À medida que o discurso da primeira líder mulher do grupo se prolongava, os olhos começaram a se desviar para as telas. Adolescentes navegavam pelo Instagram. Um homem mandava mensagem para sua namorada, e um grupo deles se aglomerava em torno de um telefone que transmitia um jogo de futebol – cena que seria comum em qualquer outro lugar, mas que se passou numa aldeia indígena em uma das regiões mais isoladas do planeta.

Há muito tempo, os marubos vivem em ocas comunitárias espalhadas por centenas de quilômetros ao longo do Rio Ituí, no coração da selva amazônica. Falam uma língua própria, fazem uso de ayahuasca para se conectar com os espíritos da floresta e capturam macacos-aranha para fazer sopa ou tê-los como animais de estimação. Em razão do isolamento, mantiveram esse estilo de vida durante séculos – alcançar algumas das aldeias leva semanas. Mas desde setembro, graças a Elon Musk, os marubos têm internet de alta velocidade.

Essa comunidade indígena de dois mil membros é uma das centenas no Brasil que de repente estão se conectando por intermédio da Starlink, serviço de internet via satélite da SpaceX, empresa espacial privada de Musk. Desde sua chegada ao Brasil, em 2022, a Starlink conectou a maior floresta tropical do mundo, levando a internet a um dos últimos lugares do planeta que permaneciam desconectados.

O “The New York Times” viajou ao coração da Amazônia para visitar as aldeias dos marubos e entender o que acontece quando uma civilização pequena e reclusa de repente se abre para o mundo.

“Quando a internet chegou, todo mundo estava feliz. Mas, agora, as coisas pioraram”, disse Tsainama Marubo, de 73 anos, sentada no chão da maloca de sua aldeia, uma oca de cerca de 15 metros de altura na qual os marubos dormem, cozinham e comem juntos. A internet trouxe benefícios claros, como videochamadas com entes queridos distantes e ligações de emergência. Ela amassava jenipapo para fazer tinta corporal preta e usava colares feitos de conchas de caracol – atividades que, recentemente, os jovens perderam o interesse em executar, segundo ela:

“Estão ficando preguiçosos por causa da internet. Estão aprendendo os modos dos brancos. Mas, por favor, não tirem da gente a internet”, concluiu ela, depois de uma breve pausa.
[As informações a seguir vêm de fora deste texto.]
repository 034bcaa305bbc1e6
mod cli;
mod demo;
mod infra;
mod routes;
mod server;

use contest_ranker::error::AppError;

pub async fn run() -> Result<(), AppError> {
    cli::run().await
}
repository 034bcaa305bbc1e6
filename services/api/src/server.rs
use crate::cli::ServeArgs;
use crate::infra::{seeded_repository, AppState};
use crate::routes::with_ranking_routes;
use axum::Extension;
use axum_prometheus::PrometheusMetricLayer;
use chrono::Local;
use contest_ranker::config::AppConfig;
use contest_ranker::error::AppError;
use contest_ranker::ranking::RankingService;
use contest_ranker::telemetry;
use std::sync::atomic::Ordering;
use std::sync::Arc;
use tracing::info;

pub(crate) async fn run(mut args: ServeArgs) -> Result<(), AppError> {
    let mut config = AppConfig::load()?;

    if let Some(host) = args.host.take() {
        config.server.host = host;
    }
    if let Some(port) = args.port.take() {
        config.server.port = port;
    }

    telemetry::init(&config.telemetry)?;

    let (prometheus_layer, prometheus_handle) = PrometheusMetricLayer::pair();
    let readiness_flag = Arc::new(std::sync::atomic::AtomicBool::new(false));
    let app_state = AppState {
        readiness: readiness_flag.clone(),
        metrics: Arc::new(prometheus_handle),
    };

    let repository = Arc::new(seeded_repository(
        &config.ranking,
        Local::now().date_naive(),
    )?);
    let ranking_service = Arc::new(RankingService::new(repository));

    let app = with_ranking_routes(ranking_service)
        .layer(Extension(app_state))
        .layer(prometheus_layer);

    let addr = config.server.socket_addr()?;
    let listener = tokio::net::TcpListener::bind(addr).await?;
    readiness_flag.store(true, Ordering::Release);

    info!(
        ?config.environment,
        %addr,
        default_limit = config.ranking.default_limit,
        "contest ranking service ready"
    );

    axum::serve(listener, app).await?;
    Ok(())
}
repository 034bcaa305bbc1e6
//! Hierarchical compromise ranking of competition entries.
//!
//! A run validates the candidate set and criteria configuration, scores the
//! deepest level from stored metrics, feeds its group scores into the middle
//! level as shadow criteria, does the same for the top level, and finally
//! orders and truncates the top-level preferences.

pub mod aggregator;
pub mod assembler;
pub mod criteria;
pub mod domain;
pub mod error;
pub mod hierarchy;
pub mod import;
pub mod router;
pub mod service;
pub mod templates;

#[cfg(test)]
mod tests;

pub use aggregator::{
    CriterionValues, DerivedCriterionValues, GroupResult, LevelAggregator, LevelInputs,
    LevelResult, StoredCriterionValues,
};
pub use assembler::{RankedEntry, ResultAssembler};
pub use criteria::{
    CriteriaConfiguration, CriteriaGroup, Criterion, CriterionSource, CriterionSpec, Direction,
    Level,
};
pub use domain::{validate_objects, CandidateObject, ObjectId};
pub use error::{DegenerateLocation, DegenerateReason, RankingError, ValidationIssue};
pub use hierarchy::{GroupScore, HierarchyOutcome, HierarchyRunner};
pub use import::{ObjectImportError, ObjectImporter};
pub use router::ranking_router;
pub use service::{
    RankedEntryView, RankingRequest, RankingResponse, RankingService, RankingServiceError,
    TemplateRankingRequest,
};
pub use templates::{
    CriteriaTemplate, TemplateId, TemplateRepository, TemplateRepositoryError, TemplateSummary,
};

use tracing::info;

/// Stateless engine applying one criteria configuration to candidate sets.
#[derive(Debug, Clone)]
pub struct RankingEngine {
    config: CriteriaConfiguration,
}

impl RankingEngine {
    pub fn new(config: CriteriaConfiguration) -> Self {
        Self { config }
    }

    pub fn config(&self) -> &CriteriaConfiguration {
        &self.config
    }

    pub fn rank<'a>(&self, objects: &'a [CandidateObject]) -> Result<Ranking<'a>, RankingError> {
        self.config.validate()?;
        validate_objects(objects)?;

        let outcome = HierarchyRunner::new(&self.config).run(objects)?;

        let scores = objects
            .iter()
            .zip(outcome.preferences())
            .map(|(object, score)| (object.id.clone(), *score));
        let entries = ResultAssembler::from_config(&self.config).assemble(objects, scores)?;

        info!(
            candidates = objects.len(),
            returned = entries.len(),
            ascending = self.config.ascending,
            "ranking computed"
        );

        Ok(Ranking { entries, outcome })
    }
}

/// Ordered, truncated result of a run plus the level results behind it.
#[derive(Debug, Clone)]
pub struct Ranking<'a> {
    pub entries: Vec<RankedEntry<'a>>,
    pub outcome: HierarchyOutcome,
}

impl Ranking<'_> {
    pub fn breakdown(&self, entry: &RankedEntry<'_>) -> Vec<GroupScore> {
        self.outcome.breakdown(entry.position)
    }
}
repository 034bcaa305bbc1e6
mod common;
mod routing;
use crate::infra::AppState;
use axum::http::{header, StatusCode};
use axum::response::IntoResponse;
use axum::Extension;
use axum::Json;
use contest_ranker::ranking::{ranking_router, RankingService, TemplateRepository};
use serde_json::json;
use std::sync::Arc;

pub(crate) fn with_ranking_routes<R>(service: Arc<RankingService<R>>) -> axum::Router
where
    R: TemplateRepository + 'static,
{
    ranking_router(service)
        .route("/health", axum::routing::get(healthcheck))
        .route("/ready", axum::routing::get(readiness_endpoint))
        .route("/metrics", axum::routing::get(metrics_endpoint))
}

pub(crate) async fn healthcheck() -> Json<serde_json::Value> {
    Json(json!({ "status": "ok" }))
}

pub(crate) async fn readiness_endpoint(Extension(state): Extension<AppState>) -> impl IntoResponse {
    let ready = state.readiness.load(std::sync::atomic::Ordering::Relaxed);
    let status = if ready {
        StatusCode::OK
    } else {
        StatusCode::SERVICE_UNAVAILABLE
    };

    let payload = if ready {
        json!({ "status": "ready" })
    } else {
        json!({ "status": "initializing" })
    };

    (status, Json(payload))
}

pub(crate) async fn metrics_endpoint(Extension(state): Extension<AppState>) -> impl IntoResponse {
    (
        StatusCode::OK,
        [(header::CONTENT_TYPE, "text/plain; version=0.0.4")],
        state.metrics.render(),
    )
}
Os marubos estão lutando com o dilema fundamental da internet: ela se tornou indispensável – mas isso tem seu preço.

Depois de apenas nove meses com a Starlink, os marubos já estão enfrentando os mesmos desafios que vêm abalando os lares americanos há anos: adolescentes grudados aos celulares, grupos de mensagens cheios de fofocas, redes sociais viciantes, estranhos on-line, videogames violentos, golpes, desinformação e menores expostos à pornografia.